### Data in this exercise
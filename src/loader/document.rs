//! Reading and validating a single configuration document.

use std::fmt;
use std::fs;
use std::path::{Path, PathBuf};

use i18n_jobs_definition_api::{
    Attributes, DICTIONARY_ATTRIBUTE, NAME_ATTRIBUTE, TYPE_ATTRIBUTE,
};
use serde_yaml::Value;

use crate::error::{LoadError, Result};

pub const IMPORTS_KEY: &str = "imports";
pub const DICTIONARIES_KEY: &str = "dictionaries";
pub const JOBS_KEY: &str = "jobs";

/// Top-level keys a document may contain.
pub const TOP_LEVEL_KEYS: &[&str] = &[IMPORTS_KEY, DICTIONARIES_KEY, JOBS_KEY];

const IMPORT_KEYS: &[&str] = &["resource", "type", "ignore_errors", "exclude"];

/// Syntax of a configuration document.
#[derive(Debug, Clone, Copy, PartialEq, Eq)]
pub enum DocumentFormat {
    Yaml,
    Json,
}

impl DocumentFormat {
    pub const YAML_EXTENSIONS: &'static [&'static str] = &["yaml", "yml"];
    pub const JSON_EXTENSIONS: &'static [&'static str] = &["json"];

    /// Pick the format able to load `resource`.
    ///
    /// An explicit type hint takes precedence; without one the file
    /// extension decides. Returns `None` when no format applies.
    #[must_use]
    pub fn resolve(resource: &str, type_hint: Option<&str>) -> Option<Self> {
        match type_hint {
            Some(hint) => Self::from_name(hint),
            None => Path::new(resource)
                .extension()
                .and_then(|extension| extension.to_str())
                .and_then(Self::from_name),
        }
    }

    fn from_name(name: &str) -> Option<Self> {
        if Self::YAML_EXTENSIONS.contains(&name) {
            Some(Self::Yaml)
        } else if Self::JSON_EXTENSIONS.contains(&name) {
            Some(Self::Json)
        } else {
            None
        }
    }

    fn parse(self, content: &str) -> std::result::Result<Value, String> {
        if content.trim().is_empty() {
            return Ok(Value::Null);
        }
        match self {
            Self::Yaml => serde_yaml::from_str(content).map_err(|err| err.to_string()),
            Self::Json => serde_json::from_str(content).map_err(|err| err.to_string()),
        }
    }
}

impl fmt::Display for DocumentFormat {
    fn fmt(&self, f: &mut fmt::Formatter<'_>) -> fmt::Result {
        match self {
            Self::Yaml => f.write_str("YAML"),
            Self::Json => f.write_str("JSON"),
        }
    }
}

/// Normalized form of one `imports` element.
#[derive(Debug, Clone, PartialEq, Eq)]
pub struct ImportEntry {
    pub resource: String,
    pub type_hint: Option<String>,
    pub ignore_errors: bool,
    pub exclude: Vec<String>,
}

impl ImportEntry {
    pub fn new(resource: impl Into<String>) -> Self {
        Self {
            resource: resource.into(),
            type_hint: None,
            ignore_errors: false,
            exclude: Vec::new(),
        }
    }
}

/// One named entry of the `dictionaries` or `jobs` section.
#[derive(Debug, Clone, PartialEq)]
pub struct DefinitionEntry {
    pub name: String,
    pub attributes: Attributes,
}

/// A validated document, split into its three sections.
#[derive(Debug, Clone, PartialEq)]
pub struct RawDocument {
    path: PathBuf,
    imports: Vec<ImportEntry>,
    dictionaries: Vec<DefinitionEntry>,
    jobs: Vec<DefinitionEntry>,
}

impl RawDocument {
    #[must_use]
    pub fn path(&self) -> &Path {
        &self.path
    }

    #[must_use]
    pub fn imports(&self) -> &[ImportEntry] {
        &self.imports
    }

    #[must_use]
    pub fn dictionaries(&self) -> &[DefinitionEntry] {
        &self.dictionaries
    }

    #[must_use]
    pub fn jobs(&self) -> &[DefinitionEntry] {
        &self.jobs
    }

    pub(crate) fn into_definitions(self) -> (PathBuf, Vec<DefinitionEntry>, Vec<DefinitionEntry>) {
        (self.path, self.dictionaries, self.jobs)
    }
}

/// Read, parse and validate the document at `path`.
pub fn read(path: &Path, format: DocumentFormat) -> Result<RawDocument> {
    if path.to_string_lossy().contains("://") {
        return Err(LoadError::NotLocalFile {
            path: path.to_path_buf(),
        });
    }
    if !path.exists() {
        return Err(LoadError::FileNotFound {
            path: path.to_path_buf(),
        });
    }
    if !path.is_file() {
        return Err(LoadError::unreadable(path, "not a regular file"));
    }

    let content = fs::read_to_string(path).map_err(|err| LoadError::unreadable(path, err))?;
    parse(path, format, &content)
}

/// Parse and validate `content` as if it had been read from `path`.
pub fn parse(path: &Path, format: DocumentFormat, content: &str) -> Result<RawDocument> {
    let tree = format
        .parse(content)
        .map_err(|details| LoadError::ParseFailure {
            path: path.to_path_buf(),
            format,
            details,
        })?;
    validate(path, tree)
}

fn validate(path: &Path, tree: Value) -> Result<RawDocument> {
    let Value::Mapping(root) = tree else {
        return Err(LoadError::structure(
            path,
            "it must contain a mapping of imports, dictionaries and jobs",
        ));
    };

    for key in root.keys() {
        match key.as_str() {
            Some(name) if TOP_LEVEL_KEYS.contains(&name) => {}
            _ => {
                return Err(LoadError::structure(
                    path,
                    format!("unknown configuration key {}", describe_key(key)),
                ));
            }
        }
    }

    let mut document = RawDocument {
        path: path.to_path_buf(),
        imports: Vec::new(),
        dictionaries: Vec::new(),
        jobs: Vec::new(),
    };

    for (key, value) in root {
        match key.as_str() {
            Some(IMPORTS_KEY) => document.imports = parse_imports(path, value)?,
            Some(DICTIONARIES_KEY) => {
                document.dictionaries = parse_definitions(path, DICTIONARIES_KEY, value)?;
            }
            Some(JOBS_KEY) => document.jobs = parse_definitions(path, JOBS_KEY, value)?,
            _ => {}
        }
    }

    Ok(document)
}

fn parse_imports(path: &Path, value: Value) -> Result<Vec<ImportEntry>> {
    let entries = match value {
        Value::Null => return Ok(Vec::new()),
        Value::Sequence(entries) => entries,
        _ => {
            return Err(LoadError::structure(
                path,
                "the \"imports\" key should contain a list",
            ));
        }
    };

    entries
        .into_iter()
        .map(|entry| parse_import(path, entry))
        .collect()
}

fn parse_import(path: &Path, entry: Value) -> Result<ImportEntry> {
    let record = match entry {
        Value::String(resource) => return Ok(ImportEntry::new(resource)),
        Value::Mapping(record) => record,
        _ => {
            return Err(LoadError::structure(
                path,
                "an import must be a resource name or a mapping with a \"resource\"",
            ));
        }
    };

    for key in record.keys() {
        if !key.as_str().is_some_and(|name| IMPORT_KEYS.contains(&name)) {
            return Err(LoadError::structure(
                path,
                format!("unknown import option {}", describe_key(key)),
            ));
        }
    }

    let resource = match record.get("resource") {
        Some(Value::String(resource)) => resource.clone(),
        Some(_) => {
            return Err(LoadError::structure(
                path,
                "the \"resource\" of an import must be a string",
            ));
        }
        None => {
            return Err(LoadError::structure(
                path,
                "an import should provide a \"resource\"",
            ));
        }
    };

    let type_hint = match record.get("type") {
        None | Some(Value::Null) => None,
        Some(Value::String(hint)) => Some(hint.clone()),
        Some(_) => {
            return Err(LoadError::structure(
                path,
                format!("the \"type\" of import \"{resource}\" must be a string"),
            ));
        }
    };

    let ignore_errors = match record.get("ignore_errors") {
        None | Some(Value::Null) => false,
        Some(Value::Bool(flag)) => *flag,
        Some(_) => {
            return Err(LoadError::structure(
                path,
                format!("\"ignore_errors\" of import \"{resource}\" must be a boolean"),
            ));
        }
    };

    let exclude = match record.get("exclude") {
        None | Some(Value::Null) => Vec::new(),
        Some(Value::String(pattern)) => vec![pattern.clone()],
        Some(Value::Sequence(patterns)) => patterns
            .iter()
            .map(|pattern| {
                pattern.as_str().map(str::to_string).ok_or_else(|| {
                    LoadError::structure(
                        path,
                        format!("\"exclude\" of import \"{resource}\" must only contain strings"),
                    )
                })
            })
            .collect::<Result<_>>()?,
        Some(_) => {
            return Err(LoadError::structure(
                path,
                format!("\"exclude\" of import \"{resource}\" must be a string or a list"),
            ));
        }
    };

    Ok(ImportEntry {
        resource,
        type_hint,
        ignore_errors,
        exclude,
    })
}

fn parse_definitions(path: &Path, section: &str, value: Value) -> Result<Vec<DefinitionEntry>> {
    let entries = match value {
        Value::Null => return Ok(Vec::new()),
        Value::Mapping(entries) => entries,
        _ => {
            return Err(LoadError::structure(
                path,
                format!("the \"{section}\" key should contain a mapping of names to definitions"),
            ));
        }
    };

    entries
        .into_iter()
        .map(|(key, value)| parse_definition(path, section, key, value))
        .collect()
}

fn parse_definition(path: &Path, section: &str, key: Value, value: Value) -> Result<DefinitionEntry> {
    let name = match key {
        Value::String(name) => name,
        Value::Number(number) => number.to_string(),
        other => {
            return Err(LoadError::structure(
                path,
                format!("{section} must be keyed by name, found {}", describe_key(&other)),
            ));
        }
    };

    let Value::Mapping(attributes) = value else {
        return Err(LoadError::structure(
            path,
            format!("the entry \"{name}\" in \"{section}\" must be a mapping of attributes"),
        ));
    };

    match attributes.get(TYPE_ATTRIBUTE) {
        Some(Value::String(_)) => {}
        Some(_) => {
            return Err(LoadError::structure(
                path,
                format!("the \"type\" of \"{name}\" in \"{section}\" must be a string"),
            ));
        }
        None => {
            return Err(LoadError::structure(
                path,
                format!("the entry \"{name}\" in \"{section}\" must define a \"type\""),
            ));
        }
    }

    if section == DICTIONARIES_KEY {
        for attribute in [NAME_ATTRIBUTE, DICTIONARY_ATTRIBUTE] {
            if attributes
                .get(attribute)
                .is_some_and(|value| !value.is_string())
            {
                return Err(LoadError::structure(
                    path,
                    format!("the \"{attribute}\" of dictionary \"{name}\" must be a string"),
                ));
            }
        }
    }

    Ok(DefinitionEntry { name, attributes })
}

fn describe_key(key: &Value) -> String {
    match key {
        Value::String(name) => format!("\"{name}\""),
        other => serde_yaml::to_string(other)
            .map(|rendered| format!("\"{}\"", rendered.trim()))
            .unwrap_or_else(|_| "(unprintable key)".to_string()),
    }
}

### Exercise objective
If the string "content" is in a line of the entries, pick that line out.

### Final answer
    fn parse(self, content: &str) -> std::result::Result<Value, String> {
        if content.trim().is_empty() {
            Self::Yaml => serde_yaml::from_str(content).map_err(|err| err.to_string()),
            Self::Json => serde_json::from_str(content).map_err(|err| err.to_string()),
    let content = fs::read_to_string(path).map_err(|err| LoadError::unreadable(path, err))?;
    parse(path, format, &content)
/// Parse and validate `content` as if it had been read from `path`.
pub fn parse(path: &Path, format: DocumentFormat, content: &str) -> Result<RawDocument> {
        .parse(content)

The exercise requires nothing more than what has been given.